Thursday, July 5, 2007

'The Elephant Looks in the Mirror 10 Years Later’

http://www.pensitoreview.com/2007/07/01/poll-gop-updates-look-at-elephant-in-mirror/

Poll: ‘The Elephant Looks in the Mirror 10 Years Later’ Updates Republicans’ View of Themselves
Posted by Jon Ponder
Jul. 1, 2007

In 1997, GOP pollster Tony Fabrizio released “The Elephant Looks in the Mirror,” a report on an extensive survey of the Republican Party. Now he has released results of a similar poll, “The Elephant Looks in the Mirror 10 Years Later.”

49 percent of Republicans favored ending the ban on allowing gays to serve in the military.The most interesting trend for Democrats is age demographics, where the GOP has skewed older dramatically over the decade. The percentage of Republicans age 55 and older grew from 28 percent in 1997 to 41 percent now, while the number of 18- to 37-year-olds dropped from 25 percent to 17 percent. A Republican analyst finds this to be alarming:

This is not good news [says the GOP analyst]. We already know that we are struggling with younger voters. These results … point out just how old our base is shifting. This probably represents several things including, aging of the people involved in the conservative backlash to the 60s, losing the younger generation due to the war, and the dying, frankly, of the New Dealers.

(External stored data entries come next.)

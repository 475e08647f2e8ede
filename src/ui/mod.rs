// Terminal UI - the face of LocalTube
// Pure consumer of engine snapshots; key presses become intents sent back to the engine

mod app;          // main application state and event loop
pub mod events;   // keyboard/resize event handling
pub mod grid;     // card grid selection + boundary detection
pub mod launcher; // hands videos to an external player

pub use app::App;
pub use events::{AppEvent, EventHandler};
pub use grid::GridCursor;

use anyhow::Result;
use crossterm::{
    cursor, execute,
    terminal::{disable_raw_mode, enable_raw_mode, EnterAlternateScreen, LeaveAlternateScreen},
};
use ratatui::{backend::CrosstermBackend, Terminal};
use std::io;

/// Owns the alternate screen for the lifetime of the app
pub struct TerminalManager {
    terminal: Terminal<CrosstermBackend<io::Stdout>>,
    _restore: RestoreGuard,
}

/// Puts the terminal back even if the app unwinds
struct RestoreGuard;

impl Drop for RestoreGuard {
    fn drop(&mut self) {
        let _ = disable_raw_mode();
        let mut stdout = io::stdout();
        let _ = execute!(stdout, LeaveAlternateScreen, cursor::Show);
    }
}

impl TerminalManager {
    pub fn new() -> Result<Self> {
        // Guard first, so a failure halfway through still restores the terminal
        let restore = RestoreGuard;

        enable_raw_mode()?;
        let mut stdout = io::stdout();
        execute!(stdout, EnterAlternateScreen, cursor::Hide)?;

        let mut terminal = Terminal::new(CrosstermBackend::new(stdout))?;
        terminal.clear()?;

        Ok(Self {
            terminal,
            _restore: restore,
        })
    }

    pub fn draw<F>(&mut self, f: F) -> Result<()>
    where
        F: FnOnce(&mut ratatui::Frame),
    {
        self.terminal.draw(f)?;
        Ok(())
    }
}

impl Drop for TerminalManager {
    fn drop(&mut self) {
        let _ = self.terminal.clear();
        let _ = self.terminal.show_cursor();
    }
}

In the poll, Fabrizio identified seven interest groups within the GOP:

Bush hawks - This new, dangerously paranoid group, along with the Fortress America crowd below, accumulated its members from the GOPers’ anti-tax, anti-gubmint lunatic fringe

Moralists - More accurately referred to as “Christian nationalists,” they generate headlines on social issues that make sensible conservatives cringe

Government knows best Republicans - Seems like an oxymoron but Pres. Bush is, if nothing else, a big-government conservative

Dennis Miller Republicans - The snarks get their own category?

Fortress America Republicans - Like the Bush Hawks, the “nationalist” wing of the Christian nationalism gained members from the economic-focused groups, the Heartlanders and free marketeers

Heartland Republicans - The number of these sensible Republicans declined from 1997

Free marketeers - As did the number of self-identified anti-taxers

Despite their dominance in the media, moralists represent less than a quarter of the Republican Party. Their influence appears to be waning, however, perhaps because their pose of moral superiority wears thin, even among conservatives:

[By] a margin of 53 percent to 42 percent Republicans believe that “The Republican Party has spent too much time focusing on moral issues such as abortion and gay marriage and should instead be spending time focusing on economic issues such as taxes and government spending.”

Forty-nine percent of Republicans in the poll favored ending the ban on allowing gays to serve in the military.